The collective food experience just isn't what it used to be.
With all the talk of food sensitivities and allergies in children, diabetes and other health problems, things have gotten a little out of hand.
When people invite us over to dinner these days, the first question isn't, "Can you bring the salad?"
It's, "Any food allergies we should be aware of?"
Walk through the halls of an elementary school and you see postings of "peanut-free zones" all over the classroom. We received a letter last week informing us that my son's Spanish class would be eating tortillas in class, and we were to notify the school if our children had a corn allergy.
I don't mean to make light of a dangerous subject for some people. It's just that our societies eating habits have shifted. We are all walking around on gluten-free, dairy free, tree-nut free eggshells. I can't even bring cupcakes to school for my son's birthday. I need to provide a treat that is store-bought and sealed for the kids to take home and eat in the presence of their parents.
Consider the following conversation I had after church on Sunday. As primary chorister, I've challenged the kids to learn the songs "Books of the New Testament" and "Books of the Book of Mormon." If they can sing them to me perfectly, I make them a plate of chocolate chip cookies. This method, by the way, has been wildly successful, and we've had a lot of cookies flying out our door.
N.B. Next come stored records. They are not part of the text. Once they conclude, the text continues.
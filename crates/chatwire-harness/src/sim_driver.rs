//! Simulation driver implementing the Driver trait.
//!
//! `SimDriver` provides the same interface as the terminal driver but for
//! deterministic testing. It implements [`Driver`] so the same
//! [`chatwire_app::Runtime`] orchestration code runs in both production and
//! simulation.
//!
//! Events are produced in a fixed priority order: injected faults first, then
//! mail from the [`SimServer`](crate::SimServer), then scripted input, then
//! idle ticks that advance the virtual clock. Once all of those are exhausted
//! the driver reports that input closed.

use std::{
    collections::VecDeque,
    future::Future,
    sync::{MutexGuard, PoisonError},
    time::Duration,
};

use chatwire_app::{App, Driver, DriverEvent};
use chatwire_client::Environment;

use crate::{
    SimEnv,
    invariants::{ClientSnapshot, InvariantRegistry, SystemSnapshot, Violation},
    sim_server::{SharedSimServer, SimServer},
};

/// Default virtual time between idle ticks.
pub const DEFAULT_TICK_INTERVAL: Duration = Duration::from_millis(100);

/// Error type for simulation driver.
#[derive(Debug, Clone, thiserror::Error)]
pub enum SimError {
    /// A connect attempt was refused by fault injection.
    #[error("connection to {endpoint} refused")]
    ConnectionRefused {
        /// Endpoint the runtime asked for
        endpoint: String,
    },

    /// A frame was sent without an open connection.
    #[error("not connected")]
    NotConnected,

    /// A send failed by fault injection.
    #[error("send failed: {reason}")]
    SendFailed {
        /// Injected reason
        reason: String,
    },

    /// Invariants failed after a render.
    #[error("invariants violated at render {render}: {}", join(.violations))]
    InvariantViolated {
        /// Render count when the check ran
        render: usize,
        /// Every failed check
        violations: Vec<Violation>,
    },
}

fn join(violations: &[Violation]) -> String {
    violations.iter().map(ToString::to_string).collect::<Vec<_>>().join("; ")
}

/// Counters of what the runtime asked the driver to do.
#[derive(Debug, Clone, Copy, Default, PartialEq, Eq)]
pub struct DriverStats {
    /// Successful connects.
    pub connects: usize,
    /// Connect attempts refused by fault injection.
    pub refused: usize,
    /// Closes of an open connection.
    pub closes: usize,
    /// Frames handed to the server.
    pub frames_sent: usize,
    /// Render calls.
    pub renders: usize,
}

/// Simulation driver for deterministic testing.
///
/// Implements [`Driver`] so the same [`chatwire_app::Runtime`] orchestration
/// code runs in both the terminal client and simulation tests.
pub struct SimDriver {
    server: SharedSimServer,
    env: SimEnv,
    session: Option<u64>,
    input: VecDeque<String>,
    injected: VecDeque<DriverEvent>,
    refuse_connects: usize,
    send_failure: Option<String>,
    mute_inbound: bool,
    idle_ticks: usize,
    tick_interval: Duration,
    transcript_history: Vec<usize>,
    stats: DriverStats,
    invariants: Option<InvariantRegistry>,
    name: String,
}

impl SimDriver {
    /// Create a driver connected to `server` and sharing `env`'s clock.
    pub fn new(name: impl Into<String>, server: SharedSimServer, env: SimEnv) -> Self {
        Self {
            server,
            env,
            session: None,
            input: VecDeque::new(),
            injected: VecDeque::new(),
            refuse_connects: 0,
            send_failure: None,
            mute_inbound: false,
            idle_ticks: 0,
            tick_interval: DEFAULT_TICK_INTERVAL,
            transcript_history: Vec::new(),
            stats: DriverStats::default(),
            invariants: None,
            name: name.into(),
        }
    }

    /// Enable invariant checking on every render.
    #[must_use]
    pub fn with_invariants(mut self, registry: InvariantRegistry) -> Self {
        self.invariants = Some(registry);
        self
    }

    /// Queue input lines.
    #[must_use]
    pub fn with_input<I, S>(mut self, lines: I) -> Self
    where
        I: IntoIterator<Item = S>,
        S: Into<String>,
    {
        self.input.extend(lines.into_iter().map(Into::into));
        self
    }

    /// Emit `count` ticks, `interval` apart, once everything else is drained.
    #[must_use]
    pub fn with_idle_ticks(mut self, count: usize, interval: Duration) -> Self {
        self.idle_ticks = count;
        self.tick_interval = interval;
        self
    }

    /// Queue one input line.
    pub fn push_input(&mut self, line: impl Into<String>) {
        self.input.push_back(line.into());
    }

    /// Queue a tick after advancing the virtual clock by `by`.
    ///
    /// The clock moves when the tick is delivered, not when it is queued.
    pub fn push_tick(&mut self, by: Duration) {
        self.idle_ticks += 1;
        self.tick_interval = by;
    }

    /// Break the connection. The runtime sees the failure before anything
    /// else.
    pub fn inject_transport_failure(&mut self, cause: impl Into<String>) {
        self.injected.push_back(DriverEvent::TransportFailed { cause: cause.into() });
    }

    /// Have the server close the connection.
    pub fn kick(&mut self, reason: &str) {
        if let Some(session) = self.session {
            self.lock_server().kick(session, reason);
        }
    }

    /// Refuse the next `count` connect attempts.
    pub fn refuse_connects(&mut self, count: usize) {
        self.refuse_connects = count;
    }

    /// Fail every send until cleared with `None`.
    pub fn fail_sends(&mut self, reason: Option<&str>) {
        self.send_failure = reason.map(str::to_string);
    }

    /// Drop (or resume delivering) everything the server sends this client.
    ///
    /// Applies to the current connection and to later ones.
    pub fn mute_inbound(&mut self, muted: bool) {
        self.mute_inbound = muted;
        if let Some(session) = self.session {
            self.lock_server().set_muted(session, muted);
        }
    }

    /// Whether the driver would produce an event other than an idle tick or
    /// end of input.
    pub fn has_pending(&self) -> bool {
        let mail = self.session.is_some_and(|session| self.lock_server().has_mail(session));
        !self.injected.is_empty() || mail || !self.input.is_empty()
    }

    /// Whether a tick is queued.
    pub fn has_ticks(&self) -> bool {
        self.idle_ticks > 0
    }

    /// Server session id of the open connection.
    pub fn session(&self) -> Option<u64> {
        self.session
    }

    /// Counters so far.
    pub fn stats(&self) -> DriverStats {
        self.stats
    }

    /// The shared clock.
    pub fn env(&self) -> &SimEnv {
        &self.env
    }

    /// Capture the observable state of this client.
    pub fn snapshot(&self, app: &App) -> ClientSnapshot {
        let mut snapshot = ClientSnapshot::from_app(&self.name, app).with_connections(
            self.stats.connects,
            self.stats.closes,
            self.session.is_some(),
        );
        snapshot.transcript_history.clone_from(&self.transcript_history);
        snapshot
    }

    fn lock_server(&self) -> MutexGuard<'_, SimServer> {
        self.server.lock().unwrap_or_else(PoisonError::into_inner)
    }

    fn next(&mut self) -> DriverEvent {
        if let Some(event) = self.injected.pop_front() {
            return event;
        }

        if let Some(session) = self.session
            && let Some(event) = self.lock_server().take_delivery(session)
        {
            return event;
        }

        if let Some(line) = self.input.pop_front() {
            return DriverEvent::Input(line);
        }

        if self.idle_ticks > 0 {
            self.idle_ticks -= 1;
            self.env.advance(self.tick_interval);
            return DriverEvent::Tick;
        }

        DriverEvent::InputClosed
    }

    fn open(&mut self, endpoint: &str) -> Result<(), SimError> {
        if self.refuse_connects > 0 {
            self.refuse_connects -= 1;
            self.stats.refused += 1;
            return Err(SimError::ConnectionRefused { endpoint: endpoint.to_string() });
        }

        let mut server = self.lock_server();
        let session = server.accept();
        server.set_muted(session, self.mute_inbound);
        drop(server);

        tracing::debug!(client = %self.name, session, "sim connect");
        self.session = Some(session);
        self.stats.connects += 1;
        Ok(())
    }

    fn send(&mut self, frame: String) -> Result<(), SimError> {
        if let Some(reason) = &self.send_failure {
            return Err(SimError::SendFailed { reason: reason.clone() });
        }
        let session = self.session.ok_or(SimError::NotConnected)?;

        self.lock_server().receive(session, frame);
        self.stats.frames_sent += 1;
        Ok(())
    }

    fn check_invariants(&self, app: &App) -> Result<(), SimError> {
        let Some(registry) = &self.invariants else {
            return Ok(());
        };
        let snapshot = SystemSnapshot::single(self.snapshot(app));
        registry.check_all(&snapshot).map_err(|violations| SimError::InvariantViolated {
            render: self.stats.renders,
            violations,
        })
    }
}

impl Driver for SimDriver {
    type Error = SimError;
    type Instant = Duration;

    fn next_event(&mut self) -> impl Future<Output = Result<DriverEvent, SimError>> + Send {
        let event = self.next();
        async move { Ok(event) }
    }

    fn connect(&mut self, endpoint: &str) -> impl Future<Output = Result<(), SimError>> + Send {
        let result = self.open(endpoint);
        async move { result }
    }

    fn send_frame(&mut self, frame: String) -> impl Future<Output = Result<(), SimError>> + Send {
        let result = self.send(frame);
        async move { result }
    }

    fn close(&mut self) {
        if let Some(session) = self.session.take() {
            tracing::debug!(client = %self.name, session, "sim close");
            self.lock_server().disconnect(session, "closed by client");
            self.stats.closes += 1;
        }
    }

    fn now(&self) -> Duration {
        self.env.now()
    }

    fn render(&mut self, app: &App) -> Result<(), SimError> {
        self.stats.renders += 1;
        self.transcript_history.push(app.transcript().len());
        self.check_invariants(app)
    }
}
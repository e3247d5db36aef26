//! Step-wise drivers for multi-client scenarios.
//!
//! [`chatwire_app::Runtime::run`] owns its loop until input ends, which suits
//! a single scripted client. Conversations between clients need the test to
//! interleave them, so [`SimClient`] steps one runtime at a time and stops
//! when its driver has nothing left to deliver.

use std::time::Duration;

use chatwire_app::{App, Driver, Runtime};
use chatwire_client::SessionConfig;

use crate::{
    SharedSimServer, SimDriver, SimEnv,
    invariants::{ClientSnapshot, InvariantRegistry},
    sim_driver::SimError,
};

/// Endpoint reported to simulated apps.
pub const SIM_ENDPOINT: &str = "sim://relay";

/// One simulated user: an App, a Bridge and a [`SimDriver`] behind a Runtime.
pub struct SimClient {
    runtime: Runtime<SimDriver, SimEnv>,
    quit: bool,
}

impl SimClient {
    /// Create a client with the default session configuration and the
    /// standard invariants checked on every render.
    pub fn new(name: &str, server: &SharedSimServer, env: &SimEnv) -> Self {
        Self::with_config(name, server, env, SessionConfig::default())
    }

    /// Create a client with a custom session configuration.
    pub fn with_config(
        name: &str,
        server: &SharedSimServer,
        env: &SimEnv,
        config: SessionConfig,
    ) -> Self {
        let driver = SimDriver::new(name, server.clone(), env.clone())
            .with_invariants(InvariantRegistry::standard());
        let runtime = Runtime::new(driver, env.clone(), config, SIM_ENDPOINT);
        Self { runtime, quit: false }
    }

    /// Type a line and process everything it causes.
    pub async fn input(&mut self, line: &str) -> Result<(), SimError> {
        self.runtime.driver_mut().push_input(line);
        self.settle().await
    }

    /// Advance the clock by `by`, deliver one tick, then settle.
    pub async fn tick(&mut self, by: Duration) -> Result<(), SimError> {
        self.runtime.driver_mut().push_tick(by);
        self.step().await?;
        self.settle().await
    }

    /// Process events until the driver has nothing pending.
    ///
    /// Queued idle ticks are left alone.
    pub async fn settle(&mut self) -> Result<(), SimError> {
        while !self.quit && self.runtime.driver().has_pending() {
            self.step().await?;
        }
        Ok(())
    }

    async fn step(&mut self) -> Result<(), SimError> {
        let event = self.runtime.driver_mut().next_event().await?;
        if self.runtime.process_driver_event(event).await? {
            self.quit = true;
            self.runtime.shutdown();
        }
        Ok(())
    }

    /// Close the connection, as the runtime does on exit.
    pub fn shutdown(&mut self) {
        self.runtime.shutdown();
    }

    /// Whether the user quit.
    pub fn has_quit(&self) -> bool {
        self.quit
    }

    /// Application state.
    pub fn app(&self) -> &App {
        self.runtime.app()
    }

    /// The simulation driver.
    pub fn driver(&self) -> &SimDriver {
        self.runtime.driver()
    }

    /// The simulation driver, for fault injection.
    pub fn driver_mut(&mut self) -> &mut SimDriver {
        self.runtime.driver_mut()
    }

    /// The runtime.
    pub fn runtime(&self) -> &Runtime<SimDriver, SimEnv> {
        &self.runtime
    }

    /// Observable state for invariant checks.
    pub fn snapshot(&self) -> ClientSnapshot {
        self.driver().snapshot(self.app())
    }

    /// Contents of the conversation on screen, oldest first.
    pub fn messages(&self) -> Vec<String> {
        self.app()
            .conversation()
            .map(|conversation| {
                conversation.messages.iter().map(|message| message.content.clone()).collect()
            })
            .unwrap_or_default()
    }
}
//! Deterministic simulation harness for chatwire session testing.
//!
//! Runs the production [`chatwire_app::Runtime`] against an in-process copy
//! of the relay, with a virtual clock and injectable faults. Nothing touches
//! the network or the system clock, so every run of a scenario produces the
//! same sequence of events.
//!
//! # Components
//!
//! - [`SimEnv`]: virtual clock implementing the session environment
//! - [`SimServer`]: the relay state machine with per-session mailboxes
//! - [`SimDriver`]: [`chatwire_app::Driver`] over a `SimServer`, with fault
//!   injection (refused connects, failed sends, dropped replies, broken or
//!   server-closed connections)
//! - [`SimClient`]: step-wise runtime wrapper for multi-client scenarios
//!
//! # Invariant Testing
//!
//! The `invariants` module provides behavioral testing through invariant
//! checks. Invariants verify WHAT must be true across all execution paths, not
//! specific scenarios. Use [`InvariantRegistry::standard()`] for the session
//! invariants.

#![forbid(unsafe_code)]
#![warn(missing_docs)]

pub mod invariants;
pub mod scenario;
pub mod sim_driver;
pub mod sim_env;
pub mod sim_server;

pub use invariants::{
    ClientSnapshot, ConnectionBalance, DirectPeerBound, EchoesSuppressed, Invariant,
    InvariantRegistry, InvariantResult, MessageSnapshot, StatusMatchesTransport, SystemSnapshot,
    TranscriptAppendOnly, UniqueEntries, Violation,
};
pub use scenario::{SIM_ENDPOINT, SimClient};
pub use sim_driver::{DriverStats, SimDriver, SimError};
pub use sim_env::SimEnv;
pub use sim_server::{SharedSimServer, SimServer, create_shared_server};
After primary a mother came up after she learned her daughter had earned her cookies.
"Because of her peanut allergy, she needs to have chocolate chips not processed on machines with nuts," she cautioned. I appreciated the warning and assured her I'd hunt for the purest of chocolate. She then mentioned she'd be making cupcakes for my son's primary class on Sunday. I cringed.
"We're off gluten and dairy right now," I said. "But you can buy gluten-free cupcake mix." In the end, we joked that she should bring cookies for her own daughter, and I could supply the gluten-free cupcake. It's a tricky business, this food matter.
Because we're gluten-free right now, I'm on hyper alert. Everywhere I turn, bread and crackers are standing in my way. I've always been a label reader, but now I am even more precise. Even just a hint of wheat germ and it goes back on the shelf, with a sigh.
Which brings me to my next source of stress. I'm in charge of snacks for soccer in two weeks. What to bring? It seems the only allergy-free foods out there are rice, apples, potatoes and salad, a wildly popular combination for soccer games, I'm sure.
You can picture it, can't you, when I pull up with my (dairy-free!) baked-potato bar? Or my individually packaged bowls of sticky rice? I'll be blacklisted by the 7-year-olds for life.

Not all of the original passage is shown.